** WHAT THE TASK ASKS **
Lines that include "MockProvider" make up the answer; copy all of them from the data below.
---------- RECORDS FOR THE EXERCISE ----------
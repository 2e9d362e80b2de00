#![cfg(unix)]

mod common;

use std::sync::Arc;

use common::*;
use reqwest::{StatusCode, header};
use serde_json::Value;
use trackstream::{
    api::status_for,
    error::{ProviderError, StreamError},
    providers::Provider,
    server,
    service::{CONTENT_TYPE, StreamService},
};

struct Fixture {
    base: String,
    source: Vec<u8>,
    _dir: tempfile::TempDir,
}

async fn serve(encoder: trackstream::config::EncoderSettings) -> Fixture {
    let dir = tempfile::tempdir().unwrap();
    let query = song_a();
    let path = write_source(dir.path(), "source.flac", 40_000);
    let pipeline = pipeline(
        vec![
            MockProvider::failing("deezer", ProviderError::NotFound) as Arc<dyn Provider>,
            MockProvider::catalog("tidal", vec![file_source("tidal", &path, &query)])
                as Arc<dyn Provider>,
        ],
        encoder,
    );
    let cache = open_cache(&dir.path().join("cache"), 10_000_000, pipeline).await;
    let service = Arc::new(StreamService::new(cache));

    let listener = tokio::net::TcpListener::bind("127.0.0.1:0").await.unwrap();
    let addr = listener.local_addr().unwrap();
    tokio::spawn(async move {
        axum::serve(listener, server::router(service)).await.unwrap();
    });

    Fixture {
        base: format!("http://{}", addr),
        source: std::fs::read(&path).unwrap(),
        _dir: dir,
    }
}

#[tokio::test]
async fn health_reports_version() {
    let fx = serve(passthrough_encoder()).await;
    let body: Value = reqwest::get(format!("{}/api/health", fx.base))
        .await
        .unwrap()
        .json()
        .await
        .unwrap();
    assert_eq!(body["status"], "ok");
    assert_eq!(body["version"], env!("CARGO_PKG_VERSION"));
}

#[tokio::test]
async fn streams_audio_and_serves_repeats_with_a_length() {
    let fx = serve(passthrough_encoder()).await;
    let url = format!("{}/api/stream/ISRC123?q=Song%20A", fx.base);

    let first = reqwest::get(&url).await.unwrap();
    assert_eq!(first.status(), StatusCode::OK);
    assert_eq!(first.headers()[header::CONTENT_TYPE], CONTENT_TYPE);
    assert_eq!(first.headers()[header::ACCEPT_RANGES], "none");
    assert_eq!(first.bytes().await.unwrap().as_ref(), fx.source.as_slice());

    let second = reqwest::get(&url).await.unwrap();
    assert_eq!(second.status(), StatusCode::OK);
    assert_eq!(
        second.headers()[header::CONTENT_LENGTH],
        fx.source.len().to_string().as_str()
    );
    assert_eq!(second.bytes().await.unwrap().len(), fx.source.len());

    let index: Value = reqwest::get(format!("{}/api/cache", fx.base))
        .await
        .unwrap()
        .json()
        .await
        .unwrap();
    assert_eq!(index["entries"][0]["key"], "ext-ISRC123");
    assert_eq!(index["entries"][0]["state"], "ready");
    assert_eq!(index["ready_bytes"], fx.source.len() as u64);
}

#[tokio::test]
async fn query_string_form_resolves_the_same_track() {
    let fx = serve(passthrough_encoder()).await;
    let url = format!(
        "{}/api/stream?isrc=ISRC123&title=Song%20A&artists=Artist%20X&duration=200",
        fx.base
    );

    let res = reqwest::get(&url).await.unwrap();
    assert_eq!(res.status(), StatusCode::OK);
    assert_eq!(res.bytes().await.unwrap().len(), fx.source.len());
}

#[tokio::test]
async fn unknown_tracks_are_not_found() {
    let fx = serve(passthrough_encoder()).await;
    let res = reqwest::get(format!("{}/api/stream/NOPE00000001", fx.base))
        .await
        .unwrap();
    assert_eq!(res.status(), StatusCode::NOT_FOUND);
}

#[tokio::test]
async fn empty_queries_are_bad_requests() {
    let fx = serve(passthrough_encoder()).await;
    let res = reqwest::get(format!("{}/api/stream", fx.base)).await.unwrap();
    assert_eq!(res.status(), StatusCode::BAD_REQUEST);
}

#[tokio::test]
async fn encoder_failures_surface_before_headers() {
    let fx = serve(crashing_encoder(0)).await;
    let res = reqwest::get(format!("{}/api/stream/ISRC123", fx.base))
        .await
        .unwrap();
    assert_eq!(res.status(), StatusCode::BAD_GATEWAY);
    let body: Value = res.json().await.unwrap();
    assert!(body["message"].as_str().unwrap().contains("encoder"));
}

#[test]
fn error_statuses() {
    assert_eq!(status_for(&StreamError::NoSourceFound("x".into())), StatusCode::NOT_FOUND);
    assert_eq!(status_for(&StreamError::InvalidQuery("x".into())), StatusCode::BAD_REQUEST);
    assert_eq!(status_for(&StreamError::Busy("x".into())), StatusCode::CONFLICT);
    assert_eq!(status_for(&StreamError::Timeout("x".into())), StatusCode::GATEWAY_TIMEOUT);
    assert_eq!(status_for(&StreamError::CacheWrite("x".into())), StatusCode::BAD_GATEWAY);
}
----------
** YOUR RESPONSE **
            MockProvider::failing("deezer", ProviderError::NotFound) as Arc<dyn Provider>,
            MockProvider::catalog("tidal", vec![file_source("tidal", &path, &query)])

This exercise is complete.